小児科診療の70%以上は感染症に関連するため,小児感染症の抗微生物薬療法は小児を診療する臨床医にとって必要不可欠である.感染症の診療に関しては,たとえばサンフォードガイド「熱病」など,欧米の有名な書物が多数存在する.これらはハンディーであるばかりでなく内容も充実しており,われわれの日常診療には欠かせない存在である.しかし,日本では認可されていない薬も少なからず掲載されていて,汎用に苦慮するケースもしばしば経験した.特に小児科領域では使いにくい場面も多かった.また,抗菌薬の効果を左右する薬剤耐性の問題もあって,日本の現状に則したハンドブックの必要性を常々考えさせられたことも事実である.機会あって,「診断と治療社」編集部の方々にその必要性をお話ししたところ,快く出版を引き受けてくださり本書が世に出ることとなった.
したがって,制作にあたっては日本の現状を配慮し,できうる限り日本のガイドラインに従った.また,小児の特殊性も考慮した.基本的には日本の用法・用量に従ったが,耐性菌の状況により効果が疑問視される時は用法・用量を超えて記載した.

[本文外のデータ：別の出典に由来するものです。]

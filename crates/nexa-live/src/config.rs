//! Application configuration.

use crate::error::{AppError, AppResult};
use nexa_realtime::ConnectionConfig;
use serde::{Deserialize, Serialize};
use std::path::Path;

/// Application configuration.
#[derive(Debug, Clone, Serialize, Deserialize)]
pub struct AppConfig {
    /// Realtime server URL (`ws://` or `wss://`).
    #[serde(default = "default_ws_url")]
    pub ws_url: String,
    #[serde(default)]
    pub websocket: WsConfig,
    #[serde(default)]
    pub subscriptions: SubscriptionsConfig,
    #[serde(default)]
    pub telemetry: TelemetryConfig,
}

fn default_ws_url() -> String {
    "ws://localhost:3001".to_string()
}

impl Default for AppConfig {
    fn default() -> Self {
        Self {
            ws_url: default_ws_url(),
            websocket: WsConfig::default(),
            subscriptions: SubscriptionsConfig::default(),
            telemetry: TelemetryConfig::default(),
        }
    }
}

/// WebSocket configuration subset.
#[derive(Debug, Clone, Serialize, Deserialize)]
pub struct WsConfig {
    /// Maximum reconnection attempts (0 = infinite). Default: 5.
    #[serde(default = "default_max_reconnect_attempts")]
    pub max_reconnect_attempts: u32,
    /// Base delay for reconnection backoff (ms). Default: 1000.
    #[serde(default = "default_reconnect_base_delay_ms")]
    pub reconnect_base_delay_ms: u64,
    /// Backoff ceiling (ms, 0 = uncapped). Default: 30,000.
    #[serde(default = "default_reconnect_max_delay_ms")]
    pub reconnect_max_delay_ms: u64,
    /// Heartbeat interval (ms). Default: 30,000.
    #[serde(default = "default_heartbeat_interval_ms")]
    pub heartbeat_interval_ms: u64,
    /// Silence after a heartbeat before reconnecting (ms, 0 = disabled).
    #[serde(default)]
    pub heartbeat_timeout_ms: u64,
    /// Open timeout (ms, 0 = none). Default: 10,000.
    #[serde(default = "default_connect_timeout_ms")]
    pub connect_timeout_ms: u64,
    /// Outbound queue capacity. Default: 256.
    #[serde(default = "default_outbound_buffer")]
    pub outbound_buffer: usize,
}

fn default_max_reconnect_attempts() -> u32 {
    5
}

fn default_reconnect_base_delay_ms() -> u64 {
    1000
}

fn default_reconnect_max_delay_ms() -> u64 {
    30_000
}

fn default_heartbeat_interval_ms() -> u64 {
    30_000
}

fn default_connect_timeout_ms() -> u64 {
    10_000
}

fn default_outbound_buffer() -> usize {
    256
}

impl Default for WsConfig {
    fn default() -> Self {
        Self {
            max_reconnect_attempts: default_max_reconnect_attempts(),
            reconnect_base_delay_ms: default_reconnect_base_delay_ms(),
            reconnect_max_delay_ms: default_reconnect_max_delay_ms(),
            heartbeat_interval_ms: default_heartbeat_interval_ms(),
            heartbeat_timeout_ms: 0,
            connect_timeout_ms: default_connect_timeout_ms(),
            outbound_buffer: default_outbound_buffer(),
        }
    }
}

impl From<WsConfig> for ConnectionConfig {
    fn from(cfg: WsConfig) -> Self {
        Self {
            max_reconnect_attempts: cfg.max_reconnect_attempts,
            reconnect_base_delay_ms: cfg.reconnect_base_delay_ms,
            reconnect_max_delay_ms: cfg.reconnect_max_delay_ms,
            heartbeat_interval_ms: cfg.heartbeat_interval_ms,
            heartbeat_timeout_ms: cfg.heartbeat_timeout_ms,
            connect_timeout_ms: cfg.connect_timeout_ms,
            outbound_buffer: cfg.outbound_buffer,
        }
    }
}

/// Subscriptions established at startup.
#[derive(Debug, Clone, Default, Serialize, Deserialize)]
pub struct SubscriptionsConfig {
    #[serde(default)]
    pub dashboard: bool,
    /// Report ids to follow.
    #[serde(default)]
    pub reports: Vec<String>,
    /// Metric names requested once per connection.
    #[serde(default)]
    pub realtime_metrics: Vec<String>,
}

#[derive(Debug, Clone, Serialize, Deserialize)]
pub struct TelemetryConfig {
    /// Periodic stats log interval (seconds). Default: 60.
    #[serde(default = "default_stats_interval_secs")]
    pub stats_interval_secs: u64,
}

fn default_stats_interval_secs() -> u64 {
    60
}

impl Default for TelemetryConfig {
    fn default() -> Self {
        Self {
            stats_interval_secs: default_stats_interval_secs(),
        }
    }
}

impl AppConfig {
    /// Load from `NEXA_CONFIG` or `config/default.toml`, falling back to defaults.
    pub fn load() -> AppResult<Self> {
        let config_path =
            std::env::var("NEXA_CONFIG").unwrap_or_else(|_| "config/default.toml".to_string());

        if Path::new(&config_path).exists() {
            Self::from_file(&config_path)
        } else {
            tracing::warn!(path = %config_path, "Config file not found, using defaults");
            Ok(Self::default())
        }
    }

    /// Load from a specific file.
    pub fn from_file(path: &str) -> AppResult<Self> {
        let content = std::fs::read_to_string(path)
            .map_err(|e| AppError::Config(format!("Failed to read config: {e}")))?;
        Self::from_toml_str(&content)
    }

    pub fn from_toml_str(content: &str) -> AppResult<Self> {
        let config: Self = toml::from_str(content)
            .map_err(|e| AppError::Config(format!("Failed to parse config: {e}")))?;
        config.validate()?;
        Ok(config)
    }

    pub fn validate(&self) -> AppResult<()> {
        if !(self.ws_url.starts_with("ws://") || self.ws_url.starts_with("wss://")) {
            return Err(AppError::Config(format!(
                "ws_url must start with ws:// or wss://, got {:?}",
                self.ws_url
            )));
        }
        if self.websocket.reconnect_base_delay_ms == 0 {
            return Err(AppError::Config(
                "websocket.reconnect_base_delay_ms must be non-zero".to_string(),
            ));
        }
        if self.websocket.heartbeat_interval_ms == 0 {
            return Err(AppError::Config(
                "websocket.heartbeat_interval_ms must be non-zero".to_string(),
            ));
        }
        Ok(())
    }

    pub fn connection_config(&self) -> ConnectionConfig {
        self.websocket.clone().into()
    }
}

#[cfg(test)]
mod tests {
    use super::*;

    #[test]
    fn test_default_config() {
        let config = AppConfig::default();
        assert!(config.validate().is_ok());
        assert!(!config.subscriptions.dashboard);
        assert_eq!(config.telemetry.stats_interval_secs, 60);
        assert_eq!(config.connection_config().max_reconnect_attempts, 5);
    }

    #[test]
    fn test_partial_config_takes_defaults() {
        let config = AppConfig::from_toml_str(
            r#"
            ws_url = "wss://realtime.example.com/ws"

            [websocket]
            max_reconnect_attempts = 0
            heartbeat_timeout_ms = 5000

            [subscriptions]
            dashboard = true
            reports = ["r-1", "r-2"]
            "#,
        )
        .unwrap();

        let conn = config.connection_config();
        assert_eq!(conn.max_reconnect_attempts, 0);
        assert_eq!(conn.heartbeat_timeout_ms, 5000);
        assert_eq!(conn.reconnect_base_delay_ms, 1000);
        assert_eq!(conn.connect_timeout_ms, 10_000);
        assert!(config.subscriptions.dashboard);
        assert_eq!(config.subscriptions.reports.len(), 2);
        assert!(config.subscriptions.realtime_metrics.is_empty());
    }

    #[test]
    fn test_rejects_non_websocket_url() {
        let err = AppConfig::from_toml_str(r#"ws_url = "http://example.com""#).unwrap_err();
        assert!(err.to_string().contains("ws://"));
    }

    #[test]
    fn test_rejects_zero_base_delay() {
        let err = AppConfig::from_toml_str(
            r#"
            [websocket]
            reconnect_base_delay_ms = 0
            "#,
        )
        .unwrap_err();
        assert!(matches!(err, AppError::Config(_)));
    }

    #[test]
    fn test_rejects_zero_heartbeat_interval() {
        let err = AppConfig::from_toml_str(
            r#"
            [websocket]
            heartbeat_interval_ms = 0
            "#,
        )
        .unwrap_err();
        assert!(err.to_string().contains("heartbeat_interval_ms"));
    }

    #[test]
    fn test_shipped_default_config_parses() {
        let path = concat!(env!("CARGO_MANIFEST_DIR"), "/../../config/default.toml");
        let config = AppConfig::from_file(path).unwrap();
        assert!(config.subscriptions.dashboard);
        assert_eq!(config.websocket.reconnect_max_delay_ms, 30_000);
    }

    #[test]
    fn test_config_serialization() {
        let toml_str = toml::to_string(&AppConfig::default()).unwrap();
        assert!(toml_str.contains("ws_url"));
        assert!(toml_str.contains("[websocket]"));
    }
}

本書は,小児科医のみならず,初期研修の医師,救急医,耳鼻科や内科医師など小児を診療するすべての医師を対象としている.是非とも小児を診療する時にはポケットの中や手元に置いて,この冊子を活用して頂きたい.よりよい選択が容易に得られることを確信している.
当然のことながら,薬剤耐性化や抗菌薬の開発など日進月歩であるため,今後は2?3年ごとに読者のご意見もとり入れつつ改訂を加え,より充実したものを目指して育てていきたいと考えている.
本書の執筆者諸賢は,小児感染症各領域のエキスパートである.ご多忙の中趣旨にご賛同頂き本書の上梓に多大なご協力を頂いた.ここに記して厚く深謝したい.